__Try it__
Filter the listing so that only lines with the word "impl" remain.

__Material provided__

Start of Block

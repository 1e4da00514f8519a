//! Frame capture: readback correction, explicit outcomes and transport
//! encoding.

use crate::{Error, Result, Viewport};
use base64::Engine as Base64Engine;
use image::codecs::jpeg::JpegEncoder;
use image::{ColorType, Rgba, RgbaImage};
use serde::{Deserialize, Serialize};
use std::fmt;

/// Raw readback: RGBA rows in bottom-up order, as the context delivers them.
#[derive(Debug, Clone, PartialEq, Eq)]
pub struct FrameBuffer {
    width: u32,
    height: u32,
    data: Vec<u8>,
}

impl FrameBuffer {
    pub fn from_bottom_up(width: u32, height: u32, data: Vec<u8>) -> Result<Self> {
        let expected = width as usize * height as usize * 4;
        if data.len() != expected {
            return Err(Error::CaptureError(format!(
                "readback returned {} bytes, expected {} for {}x{}",
                data.len(),
                expected,
                width,
                height
            )));
        }
        Ok(Self {
            width,
            height,
            data,
        })
    }

    pub fn width(&self) -> u32 {
        self.width
    }

    pub fn height(&self) -> u32 {
        self.height
    }

    pub fn as_bytes(&self) -> &[u8] {
        &self.data
    }

    /// Reverse row order. Applying it twice yields the original buffer.
    pub fn flip_rows(&self) -> FrameBuffer {
        FrameBuffer {
            width: self.width,
            height: self.height,
            data: flip_rows(&self.data, self.width, self.height),
        }
    }

    /// Top-down image with every pixel forced opaque. RGB is untouched.
    pub fn into_top_down(self) -> RgbaImage {
        let mut data = flip_rows(&self.data, self.width, self.height);
        for px in data.chunks_exact_mut(4) {
            px[3] = 255;
        }
        // length was validated on construction
        RgbaImage::from_raw(self.width, self.height, data)
            .unwrap_or_else(|| RgbaImage::new(self.width, self.height))
    }
}

/// Destination row `y` takes source row `height - 1 - y`.
pub fn flip_rows(data: &[u8], width: u32, height: u32) -> Vec<u8> {
    let stride = width as usize * 4;
    let mut out = Vec::with_capacity(data.len());
    for y in 0..height as usize {
        let src = height as usize - 1 - y;
        out.extend_from_slice(&data[src * stride..(src + 1) * stride]);
    }
    out
}

/// Final frame, HUD included. Immutable once built.
#[derive(Debug, Clone, PartialEq)]
pub struct CompositedImage {
    image: RgbaImage,
}

impl CompositedImage {
    pub fn new(image: RgbaImage) -> Self {
        Self { image }
    }

    pub fn width(&self) -> u32 {
        self.image.width()
    }

    pub fn height(&self) -> u32 {
        self.image.height()
    }

    pub fn pixels(&self) -> &RgbaImage {
        &self.image
    }

    pub fn is_opaque(&self) -> bool {
        self.image.pixels().all(|p| p[3] == 255)
    }

    pub fn encode_jpeg(&self, quality: u8) -> Result<Vec<u8>> {
        let rgb = image::DynamicImage::ImageRgba8(self.image.clone()).to_rgb8();
        let mut out = Vec::new();
        JpegEncoder::new_with_quality(&mut out, quality).encode(
            rgb.as_raw(),
            rgb.width(),
            rgb.height(),
            ColorType::Rgb8,
        )?;
        Ok(out)
    }
}

/// Uniform fallback frame
pub fn blank_image(viewport: Viewport, color: [u8; 3]) -> CompositedImage {
    let [r, g, b] = color;
    CompositedImage::new(RgbaImage::from_pixel(
        viewport.width,
        viewport.height,
        Rgba([r, g, b, 255]),
    ))
}

/// The fallback frame together with its encoding, produced once up front so
/// a degraded response never depends on a fresh encode succeeding.
#[derive(Debug, Clone)]
pub struct FallbackFrame {
    image: CompositedImage,
    jpeg: Vec<u8>,
}

impl FallbackFrame {
    pub fn new(viewport: Viewport, color: [u8; 3], quality: u8) -> Result<Self> {
        let image = blank_image(viewport, color);
        let jpeg = image.encode_jpeg(quality)?;
        Ok(Self { image, jpeg })
    }

    pub fn image(&self) -> &CompositedImage {
        &self.image
    }

    pub fn jpeg(&self) -> &[u8] {
        &self.jpeg
    }

    /// Degraded outcome carrying a copy of the fallback frame
    pub fn outcome(&self, reason: DegradedReason) -> CaptureOutcome {
        CaptureOutcome::Degraded {
            image: self.image.clone(),
            reason,
        }
    }
}

/// Why a capture answered with the fallback frame
#[derive(Debug, Clone, PartialEq, Eq)]
pub enum DegradedReason {
    NoAgent,
    NoSession,
    NotReady,
    Failed(String),
}

impl fmt::Display for DegradedReason {
    fn fmt(&self, f: &mut fmt::Formatter<'_>) -> fmt::Result {
        match self {
            DegradedReason::NoAgent => write!(f, "no agent connected"),
            DegradedReason::NoSession => write!(f, "no render session"),
            DegradedReason::NotReady => write!(f, "render session not ready"),
            DegradedReason::Failed(e) => write!(f, "capture failed: {}", e),
        }
    }
}

#[derive(Debug, Clone, PartialEq)]
pub enum CaptureOutcome {
    Rendered(CompositedImage),
    Degraded {
        image: CompositedImage,
        reason: DegradedReason,
    },
}

impl CaptureOutcome {
    pub fn degraded(viewport: Viewport, color: [u8; 3], reason: DegradedReason) -> Self {
        CaptureOutcome::Degraded {
            image: blank_image(viewport, color),
            reason,
        }
    }

    pub fn image(&self) -> &CompositedImage {
        match self {
            CaptureOutcome::Rendered(image) => image,
            CaptureOutcome::Degraded { image, .. } => image,
        }
    }

    pub fn reason(&self) -> Option<&DegradedReason> {
        match self {
            CaptureOutcome::Rendered(_) => None,
            CaptureOutcome::Degraded { reason, .. } => Some(reason),
        }
    }

    pub fn is_degraded(&self) -> bool {
        self.reason().is_some()
    }

    /// Encode for transport. Never fails: an encoder error answers with the
    /// pre-encoded fallback frame.
    pub fn into_response(self, quality: u8, fallback: &FallbackFrame) -> CaptureResponse {
        let (width, height, encoded, reason) = match self.image().encode_jpeg(quality) {
            Ok(bytes) => (
                self.image().width(),
                self.image().height(),
                bytes,
                self.reason().map(ToString::to_string),
            ),
            Err(e) => {
                log::error!("frame encoding failed, answering fallback frame: {}", e);
                (
                    fallback.image().width(),
                    fallback.image().height(),
                    fallback.jpeg().to_vec(),
                    Some(DegradedReason::Failed(e.to_string()).to_string()),
                )
            }
        };
        CaptureResponse {
            success: true,
            image: base64::engine::general_purpose::STANDARD.encode(&encoded),
            format: "jpeg".to_string(),
            width,
            height,
            degraded: reason,
        }
    }
}

/// Payload returned for a screenshot request
#[derive(Debug, Clone, PartialEq, Serialize, Deserialize)]
pub struct CaptureResponse {
    pub success: bool,
    /// Base64 of the encoded image
    pub image: String,
    pub format: String,
    pub width: u32,
    pub height: u32,
    #[serde(default, skip_serializing_if = "Option::is_none")]
    pub degraded: Option<String>,
}

impl CaptureResponse {
    /// Decode the payload back into pixels.
    pub fn decode_image(&self) -> Result<RgbaImage> {
        let bytes = base64::engine::general_purpose::STANDARD
            .decode(&self.image)
            .map_err(|e| Error::EncodeError(e.to_string()))?;
        Ok(image::load_from_memory(&bytes)?.to_rgba8())
    }
}

#[cfg(test)]
mod tests {
    use super::*;

    fn numbered(width: u32, height: u32) -> FrameBuffer {
        let data = (0..height)
            .flat_map(|y| (0..width).flat_map(move |x| [y as u8, x as u8, 7, 0]))
            .collect();
        FrameBuffer::from_bottom_up(width, height, data).unwrap()
    }

    #[test]
    fn flip_is_an_involution() {
        for h in [1, 2, 3, 360] {
            let fb = numbered(4, h);
            assert_eq!(fb.flip_rows().flip_rows(), fb);
        }
    }

    #[test]
    fn flip_maps_bottom_row_to_top() {
        let img = numbered(2, 3).into_top_down();
        assert_eq!(img.get_pixel(0, 0)[0], 2);
        assert_eq!(img.get_pixel(0, 2)[0], 0);
        assert_eq!(img.get_pixel(1, 1)[1], 1);
    }

    #[test]
    fn single_row_is_unchanged_except_alpha() {
        let img = numbered(3, 1).into_top_down();
        assert_eq!(img.get_pixel(2, 0), &Rgba([0, 2, 7, 255]));
    }

    #[test]
    fn alpha_forced_opaque_rgb_kept() {
        let img = numbered(4, 4).into_top_down();
        assert!(img.pixels().all(|p| p[3] == 255 && p[2] == 7));
    }

    #[test]
    fn short_readback_is_rejected() {
        assert!(matches!(
            FrameBuffer::from_bottom_up(2, 2, vec![0; 15]),
            Err(Error::CaptureError(_))
        ));
    }

    fn black() -> FallbackFrame {
        FallbackFrame::new(Viewport::default(), [0, 0, 0], 90).unwrap()
    }

    #[test]
    fn degraded_response_is_black_and_successful() {
        let outcome = CaptureOutcome::degraded(Viewport::default(), [0, 0, 0], DegradedReason::NotReady);
        let resp = outcome.into_response(90, &black());
        assert!(resp.success);
        assert_eq!(resp.format, "jpeg");
        assert_eq!((resp.width, resp.height), (640, 360));
        assert_eq!(resp.degraded.as_deref(), Some("render session not ready"));
        let img = resp.decode_image().unwrap();
        assert_eq!(img.dimensions(), (640, 360));
        assert!(img.pixels().all(|p| p[0] <= 2 && p[1] <= 2 && p[2] <= 2));
    }

    #[test]
    fn response_omits_degraded_when_rendered() {
        let outcome = CaptureOutcome::Rendered(blank_image(Viewport { width: 8, height: 8 }, [255, 255, 255]));
        let json = serde_json::to_value(outcome.into_response(90, &black())).unwrap();
        assert!(json.get("degraded").is_none());
        assert_eq!(json["width"], 8);
    }

    #[test]
    fn unencodable_frame_answers_cached_fallback() {
        // JPEG caps dimensions at 65535
        let outcome = CaptureOutcome::Rendered(CompositedImage::new(RgbaImage::new(65_536, 1)));
        let resp = outcome.into_response(90, &black());
        assert!(resp.success);
        assert!(!resp.image.is_empty());
        assert_eq!((resp.width, resp.height), (640, 360));
        assert!(resp.degraded.as_deref().unwrap().starts_with("capture failed"));
        let img = resp.decode_image().unwrap();
        assert_eq!(img.dimensions(), (640, 360));
        assert!(img.pixels().all(|p| p[0] <= 2 && p[1] <= 2 && p[2] <= 2));
    }

    #[test]
    fn fallback_frame_outcome_is_degraded() {
        let fallback = FallbackFrame::new(Viewport { width: 4, height: 2 }, [9, 9, 9], 90).unwrap();
        let outcome = fallback.outcome(DegradedReason::NoAgent);
        assert_eq!(outcome.reason(), Some(&DegradedReason::NoAgent));
        assert_eq!(outcome.image(), fallback.image());
    }
}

End of Block

__Answer to this task__
impl FrameBuffer {
impl CompositedImage {
impl FallbackFrame {
impl fmt::Display for DegradedReason {
impl CaptureOutcome {
impl CaptureResponse {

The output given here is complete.